Ringgit Advances a Third Day After Trade Surplus Beats EstimateLiau Y-Sing
Malaysia’s ringgit strengthened for a third day, its longest winning streak since November, after the nation reported its biggest trade surplus in 20 months.
Exports topped imports by 9.7 billion ringgit ($3 billion) in November, the widest gap since March 2012, government data released today showed. The median forecast of economists in a Bloomberg survey was for an 8 billion ringgit excess.
“The market takes comfort in looking at the trade surplus, which is wider than expected,” said Andy Ji, a Singapore-based currency strategist at Commonwealth Bank of Australia. “That’s something which is always good.”
The ringgit gained 0.2 percent to 3.2766 per dollar in Kuala Lumpur, according to data compiled by Bloomberg. That pared its loss in the past month to 1.3 percent. One-month implied volatility, a measure of expected moves in the exchange rate used to price options, declined 31 basis points, or 0.31 percentage point, to 7.32 percent.
Malaysia targets to grow its exports by as much as 4 percent this year by tapping new markets in the Middle East, South Asia and Africa, the Malaysian Reserve reported today, citing the Trade Ministry’s Secretary General Rebecca Fatima Sta Maria. Shipments increased 1.4 percent in the first 11 months of 2013 from a year ago, official data show.
Malaysia’s overseas sales grew 6.7 percent in November from a year earlier, short of the 10.3 percent median estimate in a Bloomberg survey and a 9.6 percent gain in October.
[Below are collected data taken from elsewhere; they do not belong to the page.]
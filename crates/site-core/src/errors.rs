//! Cross-cutting error types for the site builder.
//!
//! Draft store operations report misuse through [`crate::outcome::Outcome`]
//! rather than errors. `CoreError` covers the failures that are not part of
//! that silent contract: malformed input and (de)serialization.

use thiserror::Error;

/// Errors that can be raised by any site crate.
#[derive(Debug, Error)]
pub enum CoreError {
    /// A field path could not be parsed.
    #[error("Invalid field path '{path}': {reason}")]
    InvalidPath { path: String, reason: String },

    /// A field path runs through a value that cannot hold children.
    #[error("Cannot write '{path}': segment '{segment}' is not an object or an in-bounds array index")]
    PathConflict { path: String, segment: String },

    /// Data failed validation (missing title, bad shape, etc).
    #[error("Validation error: {0}")]
    Validation(String),

    /// Conversion between typed records and JSON documents failed.
    #[error("Serialization error: {0}")]
    Serialization(#[from] serde_json::Error),
}
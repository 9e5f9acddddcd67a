//! Entity identifiers.
//!
//! Fixture data uses both numeric ids (`1`, `42`) and string ids
//! (`"salon-luxe"`). `EntityId` accepts either and keeps the original
//! representation so entities roundtrip unchanged.

use std::fmt;

use schemars::JsonSchema;
use serde::{Deserialize, Serialize};

/// Identifier of a content entity.
#[derive(Debug, Clone, PartialEq, Eq, Hash, PartialOrd, Ord, Serialize, Deserialize, JsonSchema)]
#[serde(untagged)]
pub enum EntityId {
    Number(i64),
    Text(String),
}

impl EntityId {
    /// Parse a user-supplied id: digits become `Number`, anything else `Text`.
    #[must_use]
    pub fn parse(raw: &str) -> Self {
        raw.parse::<i64>()
            .map_or_else(|_| Self::Text(raw.to_string()), Self::Number)
    }
}

impl fmt::Display for EntityId {
    fn fmt(&self, f: &mut fmt::Formatter<'_>) -> fmt::Result {
        match self {
            Self::Number(n) => write!(f, "{n}"),
            Self::Text(s) => f.write_str(s),
        }
    }
}

impl From<i64> for EntityId {
    fn from(value: i64) -> Self {
        Self::Number(value)
    }
}

impl From<&str> for EntityId {
    fn from(value: &str) -> Self {
        Self::Text(value.to_string())
    }
}

impl From<String> for EntityId {
    fn from(value: String) -> Self {
        Self::Text(value)
    }
}
//! Business-type detection for template slugs.

use site_core::entities::ContentEntity;
use site_core::enums::BusinessType;

/// Pick the business type for a site reached through `slug`.
///
/// `freelancer`/`personal` slugs always render the freelancer template and
/// `salon`/`business` the business profile. Any other slug defers to the
/// entity's own `type` tag, then to `fallback`.
#[must_use]
pub fn detect_business_type(
    slug: &str,
    entity: Option<&ContentEntity>,
    fallback: BusinessType,
) -> BusinessType {
    match slug {
        "freelancer" | "personal" => BusinessType::Freelancer,
        "salon" | "business" => BusinessType::Business,
        _ => entity
            .and_then(ContentEntity::business_type)
            .unwrap_or(fallback),
    }
}
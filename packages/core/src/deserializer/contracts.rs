use super::context::DeserializeContext;
use crate::error::{Error, Result};
use crate::events::{ObjectEvents, TokenSource};
use crate::format::FormatDescriptor;

/// Full-control deserialization strategy.
///
/// `count` follows [`ObjectEvents::new`]: zero means the object start token
/// is still in `source`, a nonzero value is the number of object scopes the
/// caller already opened.
pub trait RawDeserializer<F: FormatDescriptor> {
    type Output;

    /// Reads one object from `source`.
    ///
    /// # Errors
    ///
    /// Strategy specific; structural and producer errors propagate.
    fn execute(
        &self,
        source: &mut dyn TokenSource<F::Token>,
        ctx: &DeserializeContext<'_, F>,
        count: usize,
    ) -> Result<Self::Output>;
}

/// Reconstruction hook over one bounded object.
///
/// The hook may stop reading at any point; [`EventDriven`] drains the rest.
pub trait EventDeserializer<F: FormatDescriptor> {
    type Output;

    /// Builds a value from the object's tokens.
    ///
    /// # Errors
    ///
    /// Strategy specific; structural and producer errors propagate.
    fn deserialize(
        &self,
        events: &mut ObjectEvents<'_, F>,
        ctx: &DeserializeContext<'_, F>,
    ) -> Result<Self::Output>;
}

impl<F, D> EventDeserializer<F> for &D
where
    F: FormatDescriptor,
    D: EventDeserializer<F> + ?Sized,
{
    type Output = D::Output;

    fn deserialize(
        &self,
        events: &mut ObjectEvents<'_, F>,
        ctx: &DeserializeContext<'_, F>,
    ) -> Result<Self::Output> {
        (**self).deserialize(events, ctx)
    }
}

/// Drives an [`EventDeserializer`] as a [`RawDeserializer`].
///
/// After the hook returns, the bounded reader is drained, leaving the shared
/// source positioned right after the object's closing token. Siblings and
/// parents reading the same source therefore never see leftovers.
#[derive(Debug, Clone, Copy, Default)]
pub struct EventDriven<D>(pub D);

impl<D> EventDriven<D> {
    pub fn new(hook: D) -> Self {
        Self(hook)
    }

    pub fn hook(&self) -> &D {
        &self.0
    }

    pub fn into_inner(self) -> D {
        self.0
    }
}

impl<F, D> RawDeserializer<F> for EventDriven<D>
where
    F: FormatDescriptor,
    D: EventDeserializer<F>,
{
    type Output = D::Output;

    fn execute(
        &self,
        source: &mut dyn TokenSource<F::Token>,
        ctx: &DeserializeContext<'_, F>,
        count: usize,
    ) -> Result<Self::Output> {
        let mut events = ObjectEvents::with_config(source, ctx.format(), count, ctx.config())?;
        let value = self.0.deserialize(&mut events, ctx)?;

        let skipped = events.drain()?;
        if skipped > 0 {
            tracing::trace!(skipped, "drained tokens left unread by the hook");
        }

        if !events.is_done() {
            let depth = events.depth();
            if ctx.config().reject_truncated {
                return Err(Error::Truncated { depth });
            }
            tracing::warn!(depth, "input ended before the object closed");
        }
        Ok(value)
    }
}
//! Fluent builder modules
//!
//! `core` holds the builder and its configuration methods, `methods` the
//! terminal operations that parse input and run deserializers.

pub mod core;
pub mod methods;

pub use self::core::ObjStreamBuilder;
The yield on the 3.48 percent sovereign notes due March 2023 was steady at 4.16 percent after reaching 4.19 percent on Jan. 6, the highest since the debt was sold in March last year, according to data compiled by Bloomberg. Ten-year U.S. Treasury rates were at 2.96 percent after touching a July 2011 high of 3.05 percent Jan. 2.
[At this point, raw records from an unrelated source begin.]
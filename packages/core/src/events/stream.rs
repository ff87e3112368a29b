//! Pull-based token sequence wrapper

use crate::error::Result;
use crate::format::TokenProducer;

/// Anything a bounded reader can pull tokens from.
///
/// Implemented by [`EventStream`] and by
/// [`ObjectEvents`](super::ObjectEvents), so a nested reader can consume
/// through its parent and both keep consistent depth accounting.
pub trait TokenSource<T> {
    /// Pulls the next token; `Ok(None)` signals end of sequence.
    ///
    /// # Errors
    ///
    /// Whatever the underlying producer raised, unchanged.
    fn next_token(&mut self) -> Result<Option<T>>;

    /// True when end of sequence comes from a closed object scope rather
    /// than exhausted input.
    fn is_closed(&self) -> bool {
        false
    }
}

/// Single-pass, forward-only sequence over a format backend's tokens.
///
/// Reading advances the cursor for everyone holding this stream. No
/// buffering, no peeking, not restartable.
pub struct EventStream<'a, T> {
    producer: TokenProducer<'a, T>,
    consumed: u64,
}

impl<'a, T> EventStream<'a, T> {
    /// Wraps a fallible token producer.
    pub fn new<I>(producer: I) -> Self
    where
        I: Iterator<Item = Result<T>> + 'a,
    {
        Self {
            producer: Box::new(producer),
            consumed: 0,
        }
    }

    /// Wraps an in-memory token list.
    pub fn from_tokens<I>(tokens: I) -> Self
    where
        I: IntoIterator<Item = T>,
        I::IntoIter: 'a,
        T: 'a,
    {
        Self::new(tokens.into_iter().map(Ok))
    }

    /// Number of tokens pulled so far.
    #[inline]
    #[must_use]
    pub fn consumed(&self) -> u64 {
        self.consumed
    }
}

impl<T> TokenSource<T> for EventStream<'_, T> {
    fn next_token(&mut self) -> Result<Option<T>> {
        match self.producer.next() {
            Some(Ok(token)) => {
                self.consumed += 1;
                Ok(Some(token))
            }
            Some(Err(e)) => Err(e),
            None => Ok(None),
        }
    }
}

impl<T> Iterator for EventStream<'_, T> {
    type Item = Result<T>;

    fn next(&mut self) -> Option<Self::Item> {
        self.next_token().transpose()
    }
}

impl<T> std::fmt::Debug for EventStream<'_, T> {
    fn fmt(&self, f: &mut std::fmt::Formatter<'_>) -> std::fmt::Result {
        f.debug_struct("EventStream")
            .field("consumed", &self.consumed)
            .finish_non_exhaustive()
    }
}
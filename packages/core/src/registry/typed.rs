use super::core::TypeRegistry;
use super::type_key::TypeKey;

/// Self-registration helpers for types that declare nested property types.
///
/// Every method defaults the owning type to `Self`; the `_on` variants take
/// an explicit owner for cross-type registration. Implementing this trait is
/// optional: [`TypeRegistry`] offers the same operations directly.
///
/// ```
/// use objstream_core::registry::{TypeKey, TypeRegistry, Typed};
///
/// struct Address;
/// struct Person;
/// impl Typed for Person {}
///
/// let registry = TypeRegistry::new();
/// Person::register_type::<Address>(&registry, "address");
/// assert_eq!(Person::resolve(&registry, "address"), Some(TypeKey::of::<Address>()));
/// ```
pub trait Typed: 'static {
    fn register_type<V: ?Sized + 'static>(registry: &TypeRegistry, property: &str) {
        registry.register(TypeKey::of::<Self>(), property, TypeKey::of::<V>());
    }

    fn register_type_on(registry: &TypeRegistry, property: &str, value: TypeKey, owner: TypeKey) {
        registry.register(owner, property, value);
    }

    fn resolve(registry: &TypeRegistry, property: &str) -> Option<TypeKey> {
        registry.resolve(TypeKey::of::<Self>(), property)
    }

    fn resolve_on(registry: &TypeRegistry, property: &str, owner: TypeKey) -> Option<TypeKey> {
        registry.resolve(owner, property)
    }
}
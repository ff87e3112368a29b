//! Process-wide property type table

use std::sync::LazyLock;

use dashmap::DashMap;
use hashbrown::HashMap;

use super::type_key::TypeKey;

static GLOBAL_REGISTRY: LazyLock<TypeRegistry> = LazyLock::new(TypeRegistry::new);

/// Table mapping `(owner type, property name)` to a value type.
///
/// Last registration for a key wins. Entries are never removed. The shared
/// instance lives for the whole process ([`TypeRegistry::global`]); tests
/// and embedders that need isolation create their own with
/// [`TypeRegistry::new`].
///
/// Registration is meant to happen during start-up. Concurrent registration
/// and lookup is memory-safe but gives no ordering guarantees.
#[derive(Debug, Default)]
pub struct TypeRegistry {
    types: DashMap<TypeKey, HashMap<String, TypeKey>>,
}

impl TypeRegistry {
    /// Creates an empty registry.
    #[must_use]
    pub fn new() -> Self {
        Self {
            types: DashMap::new(),
        }
    }

    /// The process-wide registry.
    #[must_use]
    pub fn global() -> &'static TypeRegistry {
        &GLOBAL_REGISTRY
    }

    /// Records that `property` of `owner` holds values of type `value`.
    pub fn register(&self, owner: TypeKey, property: impl Into<String>, value: TypeKey) {
        let property = property.into();
        let mut properties = self.types.entry(owner).or_default();
        if let Some(previous) = properties.insert(property.clone(), value)
            && previous != value
        {
            tracing::debug!(
                owner = owner.name(),
                property = %property,
                previous = previous.name(),
                value = value.name(),
                "overwriting registered property type"
            );
        }
    }

    /// Registered value type for `property` of `owner`, if any.
    #[must_use]
    pub fn resolve(&self, owner: TypeKey, property: &str) -> Option<TypeKey> {
        self.types
            .get(&owner)
            .and_then(|properties| properties.get(property).copied())
    }

    /// Typed form of [`register`](Self::register).
    pub fn register_for<O: ?Sized + 'static, V: ?Sized + 'static>(&self, property: impl Into<String>) {
        self.register(TypeKey::of::<O>(), property, TypeKey::of::<V>());
    }

    /// Typed form of [`resolve`](Self::resolve).
    #[must_use]
    pub fn resolve_for<O: ?Sized + 'static>(&self, property: &str) -> Option<TypeKey> {
        self.resolve(TypeKey::of::<O>(), property)
    }

    /// Total number of registered `(owner, property)` pairs.
    #[must_use]
    pub fn len(&self) -> usize {
        self.types.iter().map(|entry| entry.value().len()).sum()
    }

    #[must_use]
    pub fn is_empty(&self) -> bool {
        self.len() == 0
    }
}
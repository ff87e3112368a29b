//! Constructor helpers for [`Error`].

use super::types::Error;
use crate::format::TokenClass;
use crate::state_machine::Expectation;

/// Type-erased failure from a third-party format backend.
pub type BoxError = Box<dyn std::error::Error + Send + Sync>;

/// Wraps a failure raised by a format backend.
pub fn backend<E: Into<BoxError>>(e: E) -> Error {
    Error::Backend(e.into())
}

/// Creates a protocol violation for a token that did not match the expectation.
#[must_use]
pub fn protocol_violation(expected: Expectation, found: TokenClass) -> Error {
    Error::ProtocolViolation { expected, found }
}

/// Creates an `UnsupportedInputType` error naming the rejected type.
#[must_use]
pub fn unsupported_input<T: ?Sized>() -> Error {
    Error::UnsupportedInputType {
        type_name: std::any::type_name::<T>(),
    }
}

/// Creates a `NotImplemented` error for a type with no registered strategy.
#[must_use]
pub fn not_implemented(type_name: &'static str) -> Error {
    Error::NotImplemented { type_name }
}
Five-year credit-default swaps on Malaysian debt fell four basis points to 112 in New York, after reaching a two-month high of 116 yesterday, according to data provider CMA. Credit default swaps pay the buyer face value in exchange for the underlying securities or the cash equivalent should a borrower fail to adhere to its debt agreements.
Export growth in China, Malaysia’s biggest overseas market, probably slowed to a three-month low of 5 percent in December, while the trade surplus narrowed to $32.2 billion from $33.8 billion the previous month, according to median estimates in Bloomberg surveys before data due Jan. 10.
“The risks of emerging-market Asia are being priced in vis-a-vis U.S. Treasury returns,” said Vishnu Varathan, a senior economist at Mizuho Bank Ltd. in Singapore. “The desperation for seeking high yields is diminishing as U.S. yields increase. There may be a partial pricing in of China risks.”
China’s aggregate financing was 7.1 trillion yuan ($1.2 trillion) in the second half of last year, based on published figures and the median estimates of economists before data due in coming days. That would be about 931 billion yuan less than in the July-to-December period of 2012, the largest drop in data going back to 2002.